| WHAT TO PRODUCE |
Which lines of the data contain the string "match"? Show each of them.

[Stored items]
<<<<
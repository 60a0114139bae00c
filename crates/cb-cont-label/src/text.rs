//! Text grammar for cost specifications.
//!
//! ```text
//! line  := token (WS token)*
//! token := name (':' cost)? (':' probability)?
//! ```

use crate::error::{LabelError, Result};
use crate::hash::hash_action;
use crate::label::{CostEntry, HEADER_PROBABILITY, SHARED_TOKEN};
use crate::obs;

/// Separator between the label section of an input line and its features.
pub const FEATURE_SEPARATOR: char = '|';

const MAX_COST_SPEC_PARTS: usize = 3;

/// Label tokens of an input line: everything before the first `|`, split on
/// ASCII whitespace.
pub fn label_tokens(line: &str) -> Vec<&str> {
    let section = match line.find(FEATURE_SEPARATOR) {
        Some(idx) => &line[..idx],
        None => line,
    };
    section.split_ascii_whitespace().collect()
}

/// Split a token on `:`, dropping empty pieces.
pub fn split_cost_spec(token: &str) -> Vec<&str> {
    token.split(':').filter(|part| !part.is_empty()).collect()
}

/// Parse the longest float prefix of `raw` (`"0.5x"` reads as `0.5`). `NaN`
/// literals come back as NaN; input with no numeric prefix is replaced by
/// `0.0` with a warning.
pub fn parse_float(raw: &str, field: &'static str) -> f32 {
    let trimmed = raw.trim();
    let prefix = (1..=trimmed.len())
        .rev()
        .filter(|&end| trimmed.is_char_boundary(end))
        .find_map(|end| trimmed[..end].parse::<f32>().ok());
    match prefix {
        Some(v) => v,
        None => {
            obs::emit_float_unparseable(field, raw);
            0.0
        }
    }
}

/// Parse one `name[:cost[:probability]]` token.
pub fn parse_cost_entry(token: &str, seed: u32) -> Result<CostEntry> {
    let parts = split_cost_spec(token);
    if parts.is_empty() || parts.len() > MAX_COST_SPEC_PARTS {
        return Err(LabelError::MalformedCostSpec {
            token: token.to_string(),
            parts: parts.len(),
        });
    }

    let name = parts[0];
    let mut entry = CostEntry::unobserved(hash_action(name, seed));

    if let Some(raw) = parts.get(1) {
        entry.cost = parse_float(raw, "cost");
        if entry.cost.is_nan() {
            return Err(LabelError::NaNCost {
                action: name.to_string(),
                raw: raw.to_string(),
            });
        }
    }

    if let Some(raw) = parts.get(2) {
        entry.probability = parse_float(raw, "probability");
        if entry.probability.is_nan() {
            return Err(LabelError::NaNProbability {
                action: name.to_string(),
                raw: raw.to_string(),
            });
        }
    }

    if entry.probability > 1.0 {
        obs::emit_probability_clamped(token, entry.probability, 1.0);
        entry.probability = 1.0;
    }
    if entry.probability < 0.0 {
        obs::emit_probability_clamped(token, entry.probability, 0.0);
        entry.probability = 0.0;
    }

    if name == SHARED_TOKEN {
        if parts.len() == 1 {
            entry.probability = HEADER_PROBABILITY;
        } else {
            obs::emit_shared_with_costs(token);
        }
    }

    Ok(entry)
}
>>>>
| SOLVED EXERCISE |
    let section = match line.find(FEATURE_SEPARATOR) {
    match prefix {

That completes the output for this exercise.